━━ Supplied data ━━

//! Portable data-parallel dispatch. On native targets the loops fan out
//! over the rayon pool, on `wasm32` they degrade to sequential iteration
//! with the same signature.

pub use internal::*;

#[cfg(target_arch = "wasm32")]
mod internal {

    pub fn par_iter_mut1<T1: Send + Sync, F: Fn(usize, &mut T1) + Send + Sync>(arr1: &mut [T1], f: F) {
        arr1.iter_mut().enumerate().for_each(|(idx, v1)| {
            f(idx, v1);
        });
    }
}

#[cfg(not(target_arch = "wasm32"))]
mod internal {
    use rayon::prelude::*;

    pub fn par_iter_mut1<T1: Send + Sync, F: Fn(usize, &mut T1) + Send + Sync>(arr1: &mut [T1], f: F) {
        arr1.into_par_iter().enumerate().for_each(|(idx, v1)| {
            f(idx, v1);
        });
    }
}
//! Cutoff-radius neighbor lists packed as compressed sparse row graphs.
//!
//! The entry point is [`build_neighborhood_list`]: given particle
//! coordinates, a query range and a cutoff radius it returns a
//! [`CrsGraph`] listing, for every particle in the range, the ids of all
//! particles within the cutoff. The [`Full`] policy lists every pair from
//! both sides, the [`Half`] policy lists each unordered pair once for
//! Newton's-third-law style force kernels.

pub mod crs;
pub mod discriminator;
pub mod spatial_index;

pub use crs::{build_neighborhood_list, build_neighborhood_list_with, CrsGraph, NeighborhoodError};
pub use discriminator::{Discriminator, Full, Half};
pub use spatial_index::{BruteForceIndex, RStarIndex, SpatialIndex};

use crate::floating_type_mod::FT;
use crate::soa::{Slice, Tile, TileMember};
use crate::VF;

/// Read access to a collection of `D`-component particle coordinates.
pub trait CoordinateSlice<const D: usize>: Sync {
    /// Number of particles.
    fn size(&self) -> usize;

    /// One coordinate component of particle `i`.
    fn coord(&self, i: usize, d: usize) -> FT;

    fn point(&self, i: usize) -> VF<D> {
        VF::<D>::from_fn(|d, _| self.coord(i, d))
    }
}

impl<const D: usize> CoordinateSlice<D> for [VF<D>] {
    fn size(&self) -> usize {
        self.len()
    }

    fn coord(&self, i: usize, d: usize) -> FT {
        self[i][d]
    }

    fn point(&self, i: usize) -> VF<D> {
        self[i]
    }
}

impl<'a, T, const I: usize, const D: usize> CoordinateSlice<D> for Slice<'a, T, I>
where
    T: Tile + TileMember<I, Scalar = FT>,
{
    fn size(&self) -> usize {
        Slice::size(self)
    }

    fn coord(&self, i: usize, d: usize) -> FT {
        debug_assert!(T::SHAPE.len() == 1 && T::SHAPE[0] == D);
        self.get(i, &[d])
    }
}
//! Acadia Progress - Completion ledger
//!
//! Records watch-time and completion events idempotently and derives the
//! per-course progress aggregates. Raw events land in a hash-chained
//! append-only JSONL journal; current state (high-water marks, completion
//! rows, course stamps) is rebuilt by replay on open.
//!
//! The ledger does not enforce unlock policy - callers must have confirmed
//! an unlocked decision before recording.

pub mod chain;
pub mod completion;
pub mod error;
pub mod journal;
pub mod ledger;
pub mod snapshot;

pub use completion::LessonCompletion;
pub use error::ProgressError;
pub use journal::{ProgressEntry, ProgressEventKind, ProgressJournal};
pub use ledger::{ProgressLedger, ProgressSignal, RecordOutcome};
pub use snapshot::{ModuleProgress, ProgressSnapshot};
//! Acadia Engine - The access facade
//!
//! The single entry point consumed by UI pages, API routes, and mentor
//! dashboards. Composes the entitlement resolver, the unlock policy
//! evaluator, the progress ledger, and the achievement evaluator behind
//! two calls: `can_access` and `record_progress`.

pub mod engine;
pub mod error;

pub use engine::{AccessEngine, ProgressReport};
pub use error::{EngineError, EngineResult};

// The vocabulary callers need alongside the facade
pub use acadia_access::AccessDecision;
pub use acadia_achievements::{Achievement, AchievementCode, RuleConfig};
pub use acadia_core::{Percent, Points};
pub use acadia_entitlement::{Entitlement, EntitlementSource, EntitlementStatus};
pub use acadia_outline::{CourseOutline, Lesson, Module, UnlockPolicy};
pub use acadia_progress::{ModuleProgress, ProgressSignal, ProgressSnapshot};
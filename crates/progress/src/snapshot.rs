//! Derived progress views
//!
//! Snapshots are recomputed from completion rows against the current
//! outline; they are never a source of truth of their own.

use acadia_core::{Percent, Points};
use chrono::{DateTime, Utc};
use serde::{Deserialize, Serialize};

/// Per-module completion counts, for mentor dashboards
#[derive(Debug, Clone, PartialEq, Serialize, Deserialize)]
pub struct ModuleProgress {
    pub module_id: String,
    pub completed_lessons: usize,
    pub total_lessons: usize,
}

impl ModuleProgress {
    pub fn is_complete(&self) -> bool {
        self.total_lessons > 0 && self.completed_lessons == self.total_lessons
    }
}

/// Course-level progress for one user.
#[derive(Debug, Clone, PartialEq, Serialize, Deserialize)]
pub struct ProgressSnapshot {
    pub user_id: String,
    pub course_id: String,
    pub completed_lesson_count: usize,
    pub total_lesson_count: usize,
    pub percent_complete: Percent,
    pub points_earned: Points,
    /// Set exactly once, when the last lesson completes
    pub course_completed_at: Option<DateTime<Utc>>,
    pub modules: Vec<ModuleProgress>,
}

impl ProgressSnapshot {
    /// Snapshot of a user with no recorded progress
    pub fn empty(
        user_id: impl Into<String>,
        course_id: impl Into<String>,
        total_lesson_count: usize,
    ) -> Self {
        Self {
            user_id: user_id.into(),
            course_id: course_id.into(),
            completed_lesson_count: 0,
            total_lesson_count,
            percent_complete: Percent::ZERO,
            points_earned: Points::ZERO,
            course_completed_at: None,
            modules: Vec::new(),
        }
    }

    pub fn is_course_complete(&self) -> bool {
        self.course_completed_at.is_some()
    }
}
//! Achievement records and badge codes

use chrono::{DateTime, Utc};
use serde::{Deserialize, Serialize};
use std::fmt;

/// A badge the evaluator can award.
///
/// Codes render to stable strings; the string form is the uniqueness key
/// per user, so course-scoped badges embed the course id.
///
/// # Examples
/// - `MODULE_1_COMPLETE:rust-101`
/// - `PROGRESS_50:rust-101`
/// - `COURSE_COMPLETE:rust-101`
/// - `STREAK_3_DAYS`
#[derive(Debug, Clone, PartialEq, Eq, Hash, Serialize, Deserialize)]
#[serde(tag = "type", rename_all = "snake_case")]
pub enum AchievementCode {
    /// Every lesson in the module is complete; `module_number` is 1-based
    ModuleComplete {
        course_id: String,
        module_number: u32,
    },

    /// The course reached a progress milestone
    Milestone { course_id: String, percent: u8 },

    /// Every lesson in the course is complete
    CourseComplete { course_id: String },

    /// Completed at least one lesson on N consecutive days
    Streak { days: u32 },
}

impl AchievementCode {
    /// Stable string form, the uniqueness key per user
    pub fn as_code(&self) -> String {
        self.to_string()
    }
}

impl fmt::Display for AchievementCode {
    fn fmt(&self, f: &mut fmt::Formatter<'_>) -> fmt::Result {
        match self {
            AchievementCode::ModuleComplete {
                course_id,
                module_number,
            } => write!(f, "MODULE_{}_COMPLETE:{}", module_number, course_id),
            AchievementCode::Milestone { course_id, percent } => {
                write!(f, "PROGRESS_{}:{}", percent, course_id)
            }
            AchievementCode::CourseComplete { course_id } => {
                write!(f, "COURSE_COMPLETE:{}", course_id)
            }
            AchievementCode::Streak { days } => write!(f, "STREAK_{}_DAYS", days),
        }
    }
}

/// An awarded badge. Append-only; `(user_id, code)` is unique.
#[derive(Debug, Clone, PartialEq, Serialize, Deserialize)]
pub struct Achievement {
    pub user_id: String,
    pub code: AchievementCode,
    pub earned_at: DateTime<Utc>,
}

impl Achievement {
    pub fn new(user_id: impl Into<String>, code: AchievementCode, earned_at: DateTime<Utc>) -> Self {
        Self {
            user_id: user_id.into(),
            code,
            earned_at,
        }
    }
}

━━━

--- Description of the task ---
Look above and return each line of the records exactly, from the very first through the line with "One coordinate component", both included.

--- Exercise output ---
//! Portable data-parallel dispatch. On native targets the loops fan out
//! over the rayon pool, on `wasm32` they degrade to sequential iteration
//! with the same signature.

pub use internal::*;

#[cfg(target_arch = "wasm32")]
mod internal {

    pub fn par_iter_mut1<T1: Send + Sync, F: Fn(usize, &mut T1) + Send + Sync>(arr1: &mut [T1], f: F) {
        arr1.iter_mut().enumerate().for_each(|(idx, v1)| {
            f(idx, v1);
        });
    }
}

#[cfg(not(target_arch = "wasm32"))]
mod internal {
    use rayon::prelude::*;

    pub fn par_iter_mut1<T1: Send + Sync, F: Fn(usize, &mut T1) + Send + Sync>(arr1: &mut [T1], f: F) {
        arr1.into_par_iter().enumerate().for_each(|(idx, v1)| {
            f(idx, v1);
        });
    }
}
//! Cutoff-radius neighbor lists packed as compressed sparse row graphs.
//!
//! The entry point is [`build_neighborhood_list`]: given particle
//! coordinates, a query range and a cutoff radius it returns a
//! [`CrsGraph`] listing, for every particle in the range, the ids of all
//! particles within the cutoff. The [`Full`] policy lists every pair from
//! both sides, the [`Half`] policy lists each unordered pair once for
//! Newton's-third-law style force kernels.

pub mod crs;
pub mod discriminator;
pub mod spatial_index;

pub use crs::{build_neighborhood_list, build_neighborhood_list_with, CrsGraph, NeighborhoodError};
pub use discriminator::{Discriminator, Full, Half};
pub use spatial_index::{BruteForceIndex, RStarIndex, SpatialIndex};

use crate::floating_type_mod::FT;
use crate::soa::{Slice, Tile, TileMember};
use crate::VF;

/// Read access to a collection of `D`-component particle coordinates.
pub trait CoordinateSlice<const D: usize>: Sync {
    /// Number of particles.
    fn size(&self) -> usize;

    /// One coordinate component of particle `i`.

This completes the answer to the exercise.